Diferente de antes, as centenas de vozes simultâneas se completavam em um frenético, porém um tanto harmonioso ritmo. Como uma orquestra composta pela fauna espiritual e regida pela energia azul. Tocando sua confusa melodia enquanto acompanhavam os peregrinos pela margem do rio.
A música alcançava o ápice e animais maiores surgiram por toda a parte. Antas, capivaras, cavalos e outros se juntaram a festa com seus sons característicos.
Era impossível não se animar também com tudo aquilo. Afinal, de uma forma ou de outra a floresta transbordava de luz, de alegria, e... de vida?

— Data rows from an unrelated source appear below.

use keyfall_core::Surface;
use web_sys as web;

/// `Surface` backed by a browser 2D canvas context.
pub struct CanvasSurface(pub web::CanvasRenderingContext2d);

impl Surface for CanvasSurface {
    #[inline]
    fn clear_rect(&mut self, x: f64, y: f64, w: f64, h: f64) {
        self.0.clear_rect(x, y, w, h);
    }
    #[inline]
    fn fill_rect(&mut self, x: f64, y: f64, w: f64, h: f64) {
        self.0.fill_rect(x, y, w, h);
    }
    fn set_fill_style(&mut self, css: &str) {
        self.0.set_fill_style_str(css);
    }
    fn set_stroke_style(&mut self, css: &str) {
        self.0.set_stroke_style_str(css);
    }
    fn set_line_width(&mut self, width: f64) {
        self.0.set_line_width(width);
    }
    fn set_global_alpha(&mut self, alpha: f64) {
        self.0.set_global_alpha(alpha);
    }
    fn set_font(&mut self, font: &str) {
        self.0.set_font(font);
    }
    fn begin_path(&mut self) {
        self.0.begin_path();
    }
    fn move_to(&mut self, x: f64, y: f64) {
        self.0.move_to(x, y);
    }
    fn line_to(&mut self, x: f64, y: f64) {
        self.0.line_to(x, y);
    }
    fn quadratic_curve_to(&mut self, cpx: f64, cpy: f64, x: f64, y: f64) {
        self.0.quadratic_curve_to(cpx, cpy, x, y);
    }
    fn close_path(&mut self) {
        self.0.close_path();
    }
    fn fill(&mut self) {
        self.0.fill();
    }
    fn stroke(&mut self) {
        self.0.stroke();
    }
    fn fill_text(&mut self, text: &str, x: f64, y: f64) {
        // only fails for a detached context; the next frame retries anyway
        let _ = self.0.fill_text(text, x, y);
    }
}
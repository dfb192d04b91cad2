use crate::constants::{PARTICLES_PER_NOTE, PARTICLE_SEED, PARTICLE_TRAVEL_PX};
use crate::lanes::PianoRange;
use crate::particles::ParticleParams;

/// Construction-time settings for a [`Renderer`](crate::render::Renderer).
///
/// - `particles_per_note`: particle quota of each sounding note
/// - `particle_travel_px`: how far a particle rises before it respawns
/// - `particle_seed`: seed for particle velocities and offsets
/// - `debug_overlay`: draw frame telemetry (ignored in release builds)
/// - `range`: keyboard range; `None` shows all 88 keys
#[derive(Clone, Debug)]
pub struct RendererConfig {
    pub particles_per_note: usize,
    pub particle_travel_px: f32,
    pub particle_seed: u64,
    pub debug_overlay: bool,
    pub range: Option<PianoRange>,
}

impl Default for RendererConfig {
    fn default() -> Self {
        Self {
            particles_per_note: PARTICLES_PER_NOTE,
            particle_travel_px: PARTICLE_TRAVEL_PX,
            particle_seed: PARTICLE_SEED,
            debug_overlay: false,
            range: None,
        }
    }
}

impl RendererConfig {
    pub fn particle_params(&self) -> ParticleParams {
        ParticleParams {
            per_note: self.particles_per_note,
            travel_px: self.particle_travel_px,
            seed: self.particle_seed,
        }
    }

    /// Whether the debug overlay is drawn: requested, and not a release build.
    #[inline]
    pub fn overlay_enabled(&self) -> bool {
        self.debug_overlay && cfg!(debug_assertions)
    }
}
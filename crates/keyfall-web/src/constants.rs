// DOM wiring and frame-loop tuning for the web front-end

// Hosts on which the debug overlay is allowed
pub const DEV_HOSTS: [&str; 2] = ["localhost", "127.0.0.1"];

// Clef icon elements; ids double as the icon names understood by the core
pub const CLEF_ICON_IDS: [&str; 2] = ["treble-clef", "bass-clef"];

// Scrub bar
pub const SCRUB_CELL_CLASS: &str = "scrub-measure";
pub const SCRUB_CURRENT_CLASS: &str = "scrub-measure current";
pub const SCRUB_PX_PER_SEC_DEFAULT: f64 = 40.0;

// Exponential smoothing factor for the measured frame rate
pub const FPS_SMOOTHING: f64 = 0.1;
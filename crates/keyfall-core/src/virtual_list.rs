use std::ops::Range;

/// Window of a virtualized list for one frame.
///
/// - `range`: indices of the items that overlap the viewport
/// - `translate_px`: offset to apply to the list container (e.g. a CSS
///   `translateX`) so item positions stay in absolute list coordinates
#[derive(Clone, Debug, PartialEq)]
pub struct ListWindow {
    pub range: Range<usize>,
    pub translate_px: f64,
}

/// Running index range over items laid out along one axis.
///
/// Items must be sorted by their offset and must not overlap. The range is
/// moved incrementally from the previous frame, so steady scrolling touches
/// only the items entering or leaving the window.
#[derive(Clone, Debug, Default)]
pub struct VirtualList {
    start: usize,
    end: usize,
}

impl VirtualList {
    pub fn new() -> Self {
        Self::default()
    }

    /// `span_of` returns the `(offset, extent)` of an item in list pixels.
    pub fn update<T>(
        &mut self,
        items: &[T],
        span_of: impl Fn(&T) -> (f64, f64),
        scroll_px: f64,
        viewport_px: f64,
    ) -> ListWindow {
        let len = items.len();
        let window_end = scroll_px + viewport_px;
        let item_end = |i: usize| {
            let (offset, extent) = span_of(&items[i]);
            offset + extent
        };
        let item_start = |i: usize| span_of(&items[i]).0;

        self.start = self.start.min(len);
        while self.start > 0 && item_end(self.start - 1) > scroll_px {
            self.start -= 1;
        }
        while self.start < len && item_end(self.start) <= scroll_px {
            self.start += 1;
        }

        self.end = self.end.clamp(self.start, len);
        while self.end > self.start && item_start(self.end - 1) >= window_end {
            self.end -= 1;
        }
        while self.end < len && item_start(self.end) < window_end {
            self.end += 1;
        }

        ListWindow {
            range: self.start..self.end,
            translate_px: -scroll_px,
        }
    }

    pub fn range(&self) -> Range<usize> {
        self.start..self.end
    }

    pub fn reset(&mut self) {
        self.start = 0;
        self.end = 0;
    }
}
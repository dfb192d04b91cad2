//! Windowed visibility query over the time-sorted timeline.
//!
//! Projection is monotonic in `time` for a fixed frame, so the events that
//! can intersect the screen form one contiguous slice. The slice is found
//! with two boundary predicates from [`Projection`]: the first event that has
//! scrolled onto the screen opens it, the first event beyond the far edge
//! closes it.

use crate::event::Event;
use crate::hands::is_matching_hand;
use crate::state::GivenState;
use crate::viewport::{Projection, Span, Visualization};
use std::ops::Range;

/// Contiguous index range of `items` that may intersect the screen,
/// scanning forward from `from`.
pub fn visible_range(items: &[Event], projection: &Projection, from: usize) -> Range<usize> {
    let from = from.min(items.len());
    let Some(first) = items[from..]
        .iter()
        .position(|item| projection.is_entered(projection.project(item)))
        .map(|i| from + i)
    else {
        return items.len()..items.len();
    };
    let end = items[first..]
        .iter()
        .position(|item| projection.has_exited(projection.project(item)))
        .map_or(items.len(), |i| first + i);
    first..end
}

/// Events of `range` that are on screen and eligible under the hand filter,
/// paired with their projected span.
pub fn in_view<'s>(
    state: &'s GivenState<'s>,
    projection: Projection,
    range: Range<usize>,
) -> impl Iterator<Item = (&'s Event, Span)> + 's {
    let items: &'s [Event] = state.items;
    items[range].iter().filter_map(move |item| {
        let span = projection.project(item);
        (projection.is_entered(span) && is_matching_hand(item, state)).then_some((item, span))
    })
}

/// All events visible in the frame described by `state`.
pub fn get_items_in_view<'a>(state: &GivenState<'a>) -> Vec<&'a Event> {
    let projection = Projection::new(state);
    let range = visible_range(state.items, &projection, 0);
    let items: &'a [Event] = state.items;
    items[range]
        .iter()
        .filter(|item| projection.is_entered(projection.project(item)) && is_matching_hand(item, state))
        .collect()
}

#[derive(Clone, Copy, Debug, PartialEq)]
struct CursorKey {
    items_addr: usize,
    items_len: usize,
    visualization: Visualization,
    pps: f64,
    width: f64,
    height: f64,
    time: f64,
}

impl CursorKey {
    fn new(items: &[Event], projection: &Projection) -> Self {
        Self {
            items_addr: items.as_ptr() as usize,
            items_len: items.len(),
            visualization: projection.visualization,
            pps: projection.pps,
            width: projection.width,
            height: projection.height,
            time: projection.time,
        }
    }

    /// Same timeline and layout, with time not moving backwards. The timeline
    /// is identified by address and length only; callers that rewrite a
    /// buffer in place must `reset` the cursor.
    fn continues(&self, next: &CursorKey) -> bool {
        self.items_addr == next.items_addr
            && self.items_len == next.items_len
            && self.visualization == next.visualization
            && self.pps == next.pps
            && self.width == next.width
            && self.height == next.height
            && next.time >= self.time
    }
}

/// Carries the previous frame's first visible index forward.
///
/// While playback advances, events before that index can only move further
/// off screen, so the next scan starts there. A backwards jump in time or
/// any change of timeline or layout restarts the scan from the head.
#[derive(Clone, Debug, Default)]
pub struct ViewCursor {
    key: Option<CursorKey>,
    start: usize,
}

impl ViewCursor {
    pub fn new() -> Self {
        Self::default()
    }

    pub fn range(&mut self, items: &[Event], projection: &Projection) -> Range<usize> {
        let key = CursorKey::new(items, projection);
        let from = match &self.key {
            Some(prev) if prev.continues(&key) => self.start,
            Some(prev) => {
                if key.time < prev.time {
                    log::debug!(
                        "[view] seek detected ({:.3}s -> {:.3}s), rescanning from head",
                        prev.time,
                        key.time
                    );
                }
                0
            }
            None => 0,
        };
        let range = visible_range(items, projection, from);
        self.start = range.start;
        self.key = Some(key);
        range
    }

    /// Rescan from the head on the next call.
    pub fn reset(&mut self) {
        self.key = None;
        self.start = 0;
    }
}
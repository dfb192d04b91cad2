use crate::error::{Result, VizError};
use crate::event::{Event, Note, TrackId};
use crate::state::GivenState;
use crate::viewport::Visualization;
use fnv::FnvHashMap;
use serde::{Deserialize, Serialize};
use std::str::FromStr;

/// Hand a track is assigned to.
#[derive(Clone, Copy, Debug, Default, PartialEq, Eq, Serialize, Deserialize)]
#[serde(rename_all = "lowercase")]
pub enum Hand {
    Left,
    Right,
    #[default]
    None,
}

/// Global hand selection from the practice UI.
#[derive(Clone, Copy, Debug, Default, PartialEq, Eq, Serialize, Deserialize)]
#[serde(rename_all = "lowercase")]
pub enum HandFilter {
    #[default]
    Both,
    Left,
    Right,
    None,
}

#[derive(Clone, Copy, Debug, Default, PartialEq, Eq, Serialize, Deserialize)]
pub struct TrackSetting {
    pub hand: Hand,
}

pub type HandSettings = FnvHashMap<TrackId, TrackSetting>;

impl FromStr for Hand {
    type Err = VizError;

    fn from_str(s: &str) -> Result<Self> {
        match s {
            "left" => Ok(Hand::Left),
            "right" => Ok(Hand::Right),
            "none" => Ok(Hand::None),
            other => Err(VizError::UnknownHand(other.to_string())),
        }
    }
}

impl FromStr for HandFilter {
    type Err = VizError;

    fn from_str(s: &str) -> Result<Self> {
        match s {
            "both" => Ok(HandFilter::Both),
            "left" => Ok(HandFilter::Left),
            "right" => Ok(HandFilter::Right),
            "none" => Ok(HandFilter::None),
            other => Err(VizError::UnknownHand(other.to_string())),
        }
    }
}

/// Assigned hand of a track; tracks missing from the settings are unassigned.
#[inline]
pub fn hand_for_track(settings: &HandSettings, track: TrackId) -> Hand {
    settings.get(&track).map(|s| s.hand).unwrap_or_default()
}

/// Whether an event is eligible for display under the current hand filter
/// and visualization mode.
pub fn is_matching_hand(item: &Event, state: &GivenState) -> bool {
    match item {
        Event::Measure(_) => state.visualization == Visualization::FallingNotes,
        Event::Note(note) => note_matches(note, state.hand, state.hand_settings),
    }
}

#[inline]
pub(crate) fn note_matches(note: &Note, filter: HandFilter, settings: &HandSettings) -> bool {
    match (filter, hand_for_track(settings, note.track)) {
        (HandFilter::Both, _) => true,
        (HandFilter::Left, Hand::Left) => true,
        (HandFilter::Right, Hand::Right) => true,
        _ => false,
    }
}

/// Which of the two grand-staff systems a note is written on.
#[derive(Clone, Copy, Debug, PartialEq, Eq)]
pub enum Staff {
    Treble,
    Bass,
}

/// Left hand reads from the bass staff and right hand from the treble staff;
/// unassigned notes split at middle C.
pub fn staff_for(note: &Note, settings: &HandSettings) -> Staff {
    match hand_for_track(settings, note.track) {
        Hand::Left => Staff::Bass,
        Hand::Right => Staff::Treble,
        Hand::None if note.midi_note < 60 => Staff::Bass,
        Hand::None => Staff::Treble,
    }
}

De repente um horrendo berro de dor esmagou a todos feito uma bigorna. Pesando sobre os corações do trio como ferro gelado. Mergulhando a floresta no desespero que sua voz carregava.
Por três ou quatro segundos fez-se um silêncio mórbido. O grupo parou, respirou – certamente ao mesmo tempo de quem gritava – e escutou.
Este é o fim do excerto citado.